Prepare Today for Our Next Crisis Over Iraq

By Johan Galtung And Dietrich Fischer | 1998-05-01 12:00:00

The recent agreement on unimpeded weapons inspections that U.N. Secretary General Kofi Annan reached with Iraq represents an outstanding diplomatic breakthrough. This window of opportunity should be used to find a more durable solution, to prevent a periodic recurrence of such dangerous crises.

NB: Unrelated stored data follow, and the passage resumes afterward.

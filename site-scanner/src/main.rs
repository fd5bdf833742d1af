use clap::Parser;
use polars::prelude::*;
use pssm_search::{fasta, par_scan, scan, Background, ScanOptions, ScoringMatrix};
use std::fs;
use std::fs::File;
use std::path::Path;

#[derive(thiserror::Error, Debug)]
pub enum ScannerError {
    #[error("IO error: {0}")]
    Io(#[from] std::io::Error),

    #[error("Polars error: {0}")]
    Polars(#[from] PolarsError),

    #[error("search error: {0}")]
    Search(#[from] pssm_search::SearchError),

    #[error("invalid background frequencies: {0}")]
    InvalidBackground(String),

    #[error("unsupported output format: {0} (expected .csv or .parquet)")]
    UnsupportedOutput(String),
}

#[derive(Parser)]
#[command(
    name = "site-scanner",
    about = "Builds a PSSM from aligned binding sites and scans a genome for high-scoring matches",
    long_about = "A tool for locating putative binding sites in genome-scale sequences. \
                  It builds a position-specific scoring matrix from a set of aligned sites, \
                  slides it across every window of each input sequence (optionally on both \
                  strands), and writes the ranked hit table with positions, strands, and \
                  log2-odds scores.",
    version,
    after_help = "Example usage:\n    \
                  site-scanner LexA.sites genome.fna results.csv --both-strands --top-k 25\n    \
                  site-scanner sites.txt genome.fasta hits.parquet --min-score 8.0 --parallel",
    color = clap::ColorChoice::Always
)]
#[derive(Debug)]
struct Args {
    /// Path to the aligned binding-site file
    /// (one site per line; FASTA-style headers are skipped)
    #[arg(value_name = "SITES_FILE")]
    sites_file: String,

    /// Path to the genome FASTA file to scan
    #[arg(value_name = "GENOME_FILE")]
    genome_file: String,

    /// Path for the ranked hit table (.csv or .parquet format)
    /// Will create the output directory if it doesn't exist
    #[arg(value_name = "OUTPUT_FILE")]
    output_file: String,

    /// Scan the reverse-complement strand in addition to the forward strand
    #[arg(long)]
    both_strands: bool,

    /// Keep only the K best-ranked hits per sequence
    #[arg(long, value_name = "K")]
    top_k: Option<usize>,

    /// Drop hits scoring below this log2-odds cutoff before ranking
    #[arg(long, value_name = "SCORE")]
    min_score: Option<f64>,

    /// Background frequencies as "A,C,G,T", e.g. "0.3,0.2,0.2,0.3"
    /// (default: uniform 0.25 each)
    #[arg(long, value_name = "FREQS")]
    background: Option<String>,

    /// Partition each scan across worker threads
    #[arg(long)]
    parallel: bool,
}

fn parse_background(spec: &str) -> Result<Background, ScannerError> {
    let values: Vec<f64> = spec
        .split(',')
        .map(|v| v.trim().parse::<f64>())
        .collect::<Result<Vec<_>, _>>()
        .map_err(|e| ScannerError::InvalidBackground(e.to_string()))?;
    let frequencies: [f64; 4] = values
        .try_into()
        .map_err(|_| ScannerError::InvalidBackground("expected four values".into()))?;
    Background::new(frequencies).map_err(ScannerError::Search)
}

fn scan_genome(
    genome: &DataFrame,
    matrix: &ScoringMatrix,
    options: &ScanOptions,
    parallel: bool,
) -> Result<DataFrame, ScannerError> {
    let labels = genome.column("label")?.str()?;
    let sequences = genome.column("sequence")?.str()?;

    let mut out_labels: Vec<String> = Vec::new();
    let mut out_offsets: Vec<u64> = Vec::new();
    let mut out_strands: Vec<String> = Vec::new();
    let mut out_scores: Vec<f64> = Vec::new();

    for (label, sequence) in labels.into_iter().zip(sequences) {
        let (Some(label), Some(sequence)) = (label, sequence) else {
            continue;
        };

        let hits = if parallel {
            par_scan(matrix, sequence, options)
        } else {
            scan(matrix, sequence, options)
        };
        println!("{}: {} hits ({} bp scanned)", label, hits.len(), sequence.len());
        for hit in hits.iter().take(5) {
            println!("\t{}\t{}\t{:.4}", hit.offset, hit.strand.symbol(), hit.score);
        }

        for hit in &hits {
            out_labels.push(label.to_string());
            out_offsets.push(hit.offset as u64);
            out_strands.push(hit.strand.symbol().to_string());
            out_scores.push(hit.score);
        }
    }

    let df = DataFrame::new(vec![
        Column::new("label".into(), out_labels),
        Column::new("offset".into(), out_offsets),
        Column::new("strand".into(), out_strands),
        Column::new("score".into(), out_scores),
    ])?;

    Ok(df)
}

fn write_output(mut df: DataFrame, path: &str) -> Result<(), ScannerError> {
    let extension = Path::new(path)
        .extension()
        .and_then(|e| e.to_str())
        .unwrap_or("");
    match extension {
        "csv" => {
            CsvWriter::new(File::create(path)?).finish(&mut df)?;
        }
        "parquet" => {
            ParquetWriter::new(File::create(path)?).finish(&mut df)?;
        }
        other => return Err(ScannerError::UnsupportedOutput(other.to_string())),
    }
    Ok(())
}

fn main() -> Result<(), ScannerError> {
    let start_time = std::time::Instant::now();

    let args = Args::parse();

    // Create output directory if it doesn't exist
    if let Some(parent) = Path::new(&args.output_file).parent() {
        if !parent.as_os_str().is_empty() {
            fs::create_dir_all(parent)?;
        }
    }

    let background = args
        .background
        .as_deref()
        .map(parse_background)
        .transpose()?;

    let sites = fasta::read_sites(&args.sites_file)?;
    let matrix = ScoringMatrix::from_sites(&sites, background)?;
    println!(
        "{} sites of length {}, best possible window score {:.4}",
        sites.len(),
        matrix.len(),
        matrix.max_score()
    );

    let genome = fasta::read_fasta(&args.genome_file)?;
    let options = ScanOptions {
        both_strands: args.both_strands,
        top_k: args.top_k,
        min_score: args.min_score,
    };

    let results = scan_genome(&genome, &matrix, &options, args.parallel)?;
    write_output(results, &args.output_file)?;

    let elapsed = start_time.elapsed();
    println!("Total execution time: {:.4} seconds", elapsed.as_secs_f64());

    Ok(())
}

Clearly, Saddam Hussein, who has repeatedly used chemical weapons against Iran and even against his own people in the gas attack on Kurdish civilians at Halabja in 1988, cannot be allowed to keep weapons of mass destruction. But bombing Iraq would hardly have solved that problem, because these weapons can be hidden in very small areas. An occupation of Iraq with ground troops might be able to find and destroy concealed weapons and their factories, but that might require two million troops or a force equal to 10% of Iran's population, and there is no support for this.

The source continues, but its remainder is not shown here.